Data to examine:

//! Fingerprinted memo of recent search results.
//!
//! The fingerprint is order-independent: sorted significant query terms
//! plus normalized location plus the sorted source list, hashed. The
//! cache is read-through only in the sense that a miss never populates
//! itself; the orchestrator explicitly `set`s after a successful search.
//!
//! Eviction is LRU with a TTL: expired entries are removed on read, and
//! once `max_entries` is exceeded the entry with the oldest
//! `last_accessed` goes first, ties broken by lowest hit count.

use sha2::{Digest, Sha256};
use std::collections::HashMap;
use std::sync::Mutex;
use std::time::{Duration, Instant};
use tracing::debug;

use crate::query::significant_terms;
use crate::types::result::SearchResult;

/// Cache tuning.
#[derive(Debug, Clone)]
pub struct CacheConfig {
    /// How long an entry stays servable.
    pub ttl: Duration,

    /// Entry count that triggers eviction.
    pub max_entries: usize,

    /// How many significant query terms participate in the fingerprint.
    pub fingerprint_terms: usize,
}

impl Default for CacheConfig {
    fn default() -> Self {
        Self {
            ttl: Duration::from_secs(15 * 60),
            max_entries: 100,
            fingerprint_terms: 8,
        }
    }
}

#[derive(Debug, Clone)]
struct CacheEntry {
    payload: SearchResult,
    stored_at: Instant,
    last_accessed: Instant,
    hit_count: u64,
    size: usize,
}

/// LRU+TTL store of recent search results, shared by `Arc`.
#[derive(Debug)]
pub struct SearchCache {
    config: CacheConfig,
    entries: Mutex<HashMap<String, CacheEntry>>,
}

impl Default for SearchCache {
    fn default() -> Self {
        Self::new()
    }
}

impl SearchCache {
    pub fn new() -> Self {
        Self::with_config(CacheConfig::default())
    }

    pub fn with_config(config: CacheConfig) -> Self {
        Self {
            config,
            entries: Mutex::new(HashMap::new()),
        }
    }

    /// Normalized, order-independent cache key for a search.
    pub fn fingerprint(&self, query: &str, location: Option<&str>, sources: &[String]) -> String {
        let mut terms = significant_terms(query);
        terms.truncate(self.config.fingerprint_terms);

        let location = location
            .map(|l| l.trim().to_lowercase())
            .unwrap_or_default();

        let mut sorted_sources: Vec<&str> = sources.iter().map(String::as_str).collect();
        sorted_sources.sort_unstable();

        let mut hasher = Sha256::new();
        hasher.update(terms.join("|"));
        hasher.update("\0");
        hasher.update(&location);
        hasher.update("\0");
        hasher.update(sorted_sources.join("|"));
        format!("{:x}", hasher.finalize())
    }

    /// Fetch a live entry, refreshing its access metadata. Expired
    /// entries are removed and reported as a miss.
    pub fn get(&self, fingerprint: &str) -> Option<SearchResult> {
        let mut entries = self.entries.lock().unwrap();

        let expired = entries
            .get(fingerprint)
            .map(|e| e.stored_at.elapsed() >= self.config.ttl)
            .unwrap_or(false);
        if expired {
            entries.remove(fingerprint);
            debug!(fingerprint, "cache entry expired");
            return None;
        }

        entries.get_mut(fingerprint).map(|entry| {
            entry.last_accessed = Instant::now();
            entry.hit_count += 1;
            debug!(fingerprint, hits = entry.hit_count, "cache hit");
            entry.payload.clone()
        })
    }

    /// Store a result, evicting least-recently-used entries as needed.
    pub fn set(&self, fingerprint: impl Into<String>, payload: SearchResult) {
        let size = serde_json::to_vec(&payload).map(|v| v.len()).unwrap_or(0);
        let now = Instant::now();

        let mut entries = self.entries.lock().unwrap();
        entries.insert(
            fingerprint.into(),
            CacheEntry {
                payload,
                stored_at: now,
                last_accessed: now,
                hit_count: 0,
                size,
            },
        );

        while entries.len() > self.config.max_entries {
            let victim = entries
                .iter()
                .min_by_key(|(_, e)| (e.last_accessed, e.hit_count))
                .map(|(k, _)| k.clone());
            match victim {
                Some(key) => {
                    debug!(fingerprint = %key, "evicting least-recently-used entry");
                    entries.remove(&key);
                }
                None => break,
            }
        }
    }

    /// Number of live entries.
    pub fn len(&self) -> usize {
        self.entries.lock().unwrap().len()
    }

    pub fn is_empty(&self) -> bool {
        self.len() == 0
    }

    /// Approximate serialized size of all cached payloads, in bytes.
    pub fn total_size(&self) -> usize {
        self.entries.lock().unwrap().values().map(|e| e.size).sum()
    }

    /// Drop everything.
    pub fn clear(&self) {
        self.entries.lock().unwrap().clear();
    }
}

#[cfg(test)]
mod tests {
    use super::*;
    use crate::types::result::{SearchMetadata, ServiceStatus};
    use uuid::Uuid;

    fn empty_result() -> SearchResult {
        SearchResult {
            candidates: vec![],
            metadata: SearchMetadata {
                search_id: Uuid::new_v4(),
                original_count: 0,
                deduplicated_count: 0,
                duplicates_found: 0,
                sources_used: vec![],
                errors: vec![],
                processing_time_ms: 0,
                interpretation: String::new(),
                confidence: 0,
                service_status: ServiceStatus::Ok,
                fallback_used: false,
                from_cache: false,
                persist_failures: 0,
            },
        }
    }

    #[test]
    fn test_set_then_get_returns_payload() {
        let cache = SearchCache::new();
        let result = empty_result();
        let id = result.metadata.search_id;

        cache.set("abc", result);
        let fetched = cache.get("abc").unwrap();
        assert_eq!(fetched.metadata.search_id, id);
    }

    #[test]
    fn test_fingerprint_is_order_independent() {
        let cache = SearchCache::new();
        let a = cache.fingerprint(
            "React developer senior",
            Some("Berlin"),
            &["github".into(), "linkedin".into()],
        );
        let b = cache.fingerprint(
            "senior developer React",
            Some("berlin"),
            &["linkedin".into(), "github".into()],
        );
        assert_eq!(a, b);
    }

    #[test]
    fn test_fingerprint_differs_across_sources() {
        let cache = SearchCache::new();
        let a = cache.fingerprint("rust", None, &["github".into()]);
        let b = cache.fingerprint("rust", None, &["linkedin".into()]);
        assert_ne!(a, b);
    }

    #[test]
    fn test_expired_entry_is_removed_on_read() {
        let cache = SearchCache::with_config(CacheConfig {
            ttl: Duration::from_millis(30),
            ..Default::default()
        });
        cache.set("abc", empty_result());

        std::thread::sleep(Duration::from_millis(50));
        assert!(cache.get("abc").is_none());
        assert_eq!(cache.len(), 0);
    }

    #[test]
    fn test_lru_eviction_picks_oldest_accessed() {
        let cache = SearchCache::with_config(CacheConfig {
            max_entries: 2,
            ..Default::default()
        });
        cache.set("first", empty_result());
        std::thread::sleep(Duration::from_millis(5));
        cache.set("second", empty_result());
        std::thread::sleep(Duration::from_millis(5));

        // Touch "first" so "second" becomes the LRU victim.
        cache.get("first");
        std::thread::sleep(Duration::from_millis(5));
        cache.set("third", empty_result());

        assert_eq!(cache.len(), 2);
        assert!(cache.get("first").is_some());
        assert!(cache.get("second").is_none());
        assert!(cache.get("third").is_some());
    }

    #[test]
    fn test_miss_does_not_populate() {
        let cache = SearchCache::new();
        assert!(cache.get("missing").is_none());
        assert_eq!(cache.len(), 0);
    }
}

Problem description: Write out the full listing exactly as given.

Written reply:
//! Fingerprinted memo of recent search results.
//!
//! The fingerprint is order-independent: sorted significant query terms
//! plus normalized location plus the sorted source list, hashed. The
//! cache is read-through only in the sense that a miss never populates
//! itself; the orchestrator explicitly `set`s after a successful search.
//!
//! Eviction is LRU with a TTL: expired entries are removed on read, and
//! once `max_entries` is exceeded the entry with the oldest
//! `last_accessed` goes first, ties broken by lowest hit count.

use sha2::{Digest, Sha256};
use std::collections::HashMap;
use std::sync::Mutex;
use std::time::{Duration, Instant};
use tracing::debug;

use crate::query::significant_terms;
use crate::types::result::SearchResult;

/// Cache tuning.
#[derive(Debug, Clone)]
pub struct CacheConfig {
    /// How long an entry stays servable.
    pub ttl: Duration,

    /// Entry count that triggers eviction.
    pub max_entries: usize,

    /// How many significant query terms participate in the fingerprint.
    pub fingerprint_terms: usize,
}

impl Default for CacheConfig {
    fn default() -> Self {
        Self {
            ttl: Duration::from_secs(15 * 60),
            max_entries: 100,
            fingerprint_terms: 8,
        }
    }
}

#[derive(Debug, Clone)]
struct CacheEntry {
    payload: SearchResult,
    stored_at: Instant,
    last_accessed: Instant,
    hit_count: u64,
    size: usize,
}

/// LRU+TTL store of recent search results, shared by `Arc`.
#[derive(Debug)]
pub struct SearchCache {
    config: CacheConfig,
    entries: Mutex<HashMap<String, CacheEntry>>,
}

impl Default for SearchCache {
    fn default() -> Self {
        Self::new()
    }
}

impl SearchCache {
    pub fn new() -> Self {
        Self::with_config(CacheConfig::default())
    }

    pub fn with_config(config: CacheConfig) -> Self {
        Self {
            config,
            entries: Mutex::new(HashMap::new()),
        }
    }

    /// Normalized, order-independent cache key for a search.
    pub fn fingerprint(&self, query: &str, location: Option<&str>, sources: &[String]) -> String {
        let mut terms = significant_terms(query);
        terms.truncate(self.config.fingerprint_terms);

        let location = location
            .map(|l| l.trim().to_lowercase())
            .unwrap_or_default();

        let mut sorted_sources: Vec<&str> = sources.iter().map(String::as_str).collect();
        sorted_sources.sort_unstable();

        let mut hasher = Sha256::new();
        hasher.update(terms.join("|"));
        hasher.update("\0");
        hasher.update(&location);
        hasher.update("\0");
        hasher.update(sorted_sources.join("|"));
        format!("{:x}", hasher.finalize())
    }

    /// Fetch a live entry, refreshing its access metadata. Expired
    /// entries are removed and reported as a miss.
    pub fn get(&self, fingerprint: &str) -> Option<SearchResult> {
        let mut entries = self.entries.lock().unwrap();

        let expired = entries
            .get(fingerprint)
            .map(|e| e.stored_at.elapsed() >= self.config.ttl)
            .unwrap_or(false);
        if expired {
            entries.remove(fingerprint);
            debug!(fingerprint, "cache entry expired");
            return None;
        }

        entries.get_mut(fingerprint).map(|entry| {
            entry.last_accessed = Instant::now();
            entry.hit_count += 1;
            debug!(fingerprint, hits = entry.hit_count, "cache hit");
            entry.payload.clone()
        })
    }

    /// Store a result, evicting least-recently-used entries as needed.
    pub fn set(&self, fingerprint: impl Into<String>, payload: SearchResult) {
        let size = serde_json::to_vec(&payload).map(|v| v.len()).unwrap_or(0);
        let now = Instant::now();

        let mut entries = self.entries.lock().unwrap();
        entries.insert(
            fingerprint.into(),
            CacheEntry {
                payload,
                stored_at: now,
                last_accessed: now,
                hit_count: 0,
                size,
            },
        );

        while entries.len() > self.config.max_entries {
            let victim = entries
                .iter()
                .min_by_key(|(_, e)| (e.last_accessed, e.hit_count))
                .map(|(k, _)| k.clone());
            match victim {
                Some(key) => {
                    debug!(fingerprint = %key, "evicting least-recently-used entry");
                    entries.remove(&key);
                }
                None => break,
            }
        }
    }

    /// Number of live entries.
    pub fn len(&self) -> usize {
        self.entries.lock().unwrap().len()
    }

    pub fn is_empty(&self) -> bool {
        self.len() == 0
    }

    /// Approximate serialized size of all cached payloads, in bytes.
    pub fn total_size(&self) -> usize {
        self.entries.lock().unwrap().values().map(|e| e.size).sum()
    }

    /// Drop everything.
    pub fn clear(&self) {
        self.entries.lock().unwrap().clear();
    }
}

#[cfg(test)]
mod tests {
    use super::*;
    use crate::types::result::{SearchMetadata, ServiceStatus};
    use uuid::Uuid;

    fn empty_result() -> SearchResult {
        SearchResult {
            candidates: vec![],
            metadata: SearchMetadata {
                search_id: Uuid::new_v4(),
                original_count: 0,
                deduplicated_count: 0,
                duplicates_found: 0,
                sources_used: vec![],
                errors: vec![],
                processing_time_ms: 0,
                interpretation: String::new(),
                confidence: 0,
                service_status: ServiceStatus::Ok,
                fallback_used: false,
                from_cache: false,
                persist_failures: 0,
            },
        }
    }

    #[test]
    fn test_set_then_get_returns_payload() {
        let cache = SearchCache::new();
        let result = empty_result();
        let id = result.metadata.search_id;

        cache.set("abc", result);
        let fetched = cache.get("abc").unwrap();
        assert_eq!(fetched.metadata.search_id, id);
    }

    #[test]
    fn test_fingerprint_is_order_independent() {
        let cache = SearchCache::new();
        let a = cache.fingerprint(
            "React developer senior",
            Some("Berlin"),
            &["github".into(), "linkedin".into()],
        );
        let b = cache.fingerprint(
            "senior developer React",
            Some("berlin"),
            &["linkedin".into(), "github".into()],
        );
        assert_eq!(a, b);
    }

    #[test]
    fn test_fingerprint_differs_across_sources() {
        let cache = SearchCache::new();
        let a = cache.fingerprint("rust", None, &["github".into()]);
        let b = cache.fingerprint("rust", None, &["linkedin".into()]);
        assert_ne!(a, b);
    }

    #[test]
    fn test_expired_entry_is_removed_on_read() {
        let cache = SearchCache::with_config(CacheConfig {
            ttl: Duration::from_millis(30),
            ..Default::default()
        });
        cache.set("abc", empty_result());

        std::thread::sleep(Duration::from_millis(50));
        assert!(cache.get("abc").is_none());
        assert_eq!(cache.len(), 0);
    }

    #[test]
    fn test_lru_eviction_picks_oldest_accessed() {
        let cache = SearchCache::with_config(CacheConfig {
            max_entries: 2,
            ..Default::default()
        });
        cache.set("first", empty_result());
        std::thread::sleep(Duration::from_millis(5));
        cache.set("second", empty_result());
        std::thread::sleep(Duration::from_millis(5));

        // Touch "first" so "second" becomes the LRU victim.
        cache.get("first");
        std::thread::sleep(Duration::from_millis(5));
        cache.set("third", empty_result());

        assert_eq!(cache.len(), 2);
        assert!(cache.get("first").is_some());
        assert!(cache.get("second").is_none());
        assert!(cache.get("third").is_some());
    }

    #[test]
    fn test_miss_does_not_populate() {
        let cache = SearchCache::new();
        assert!(cache.get("missing").is_none());
        assert_eq!(cache.len(), 0);
    }
}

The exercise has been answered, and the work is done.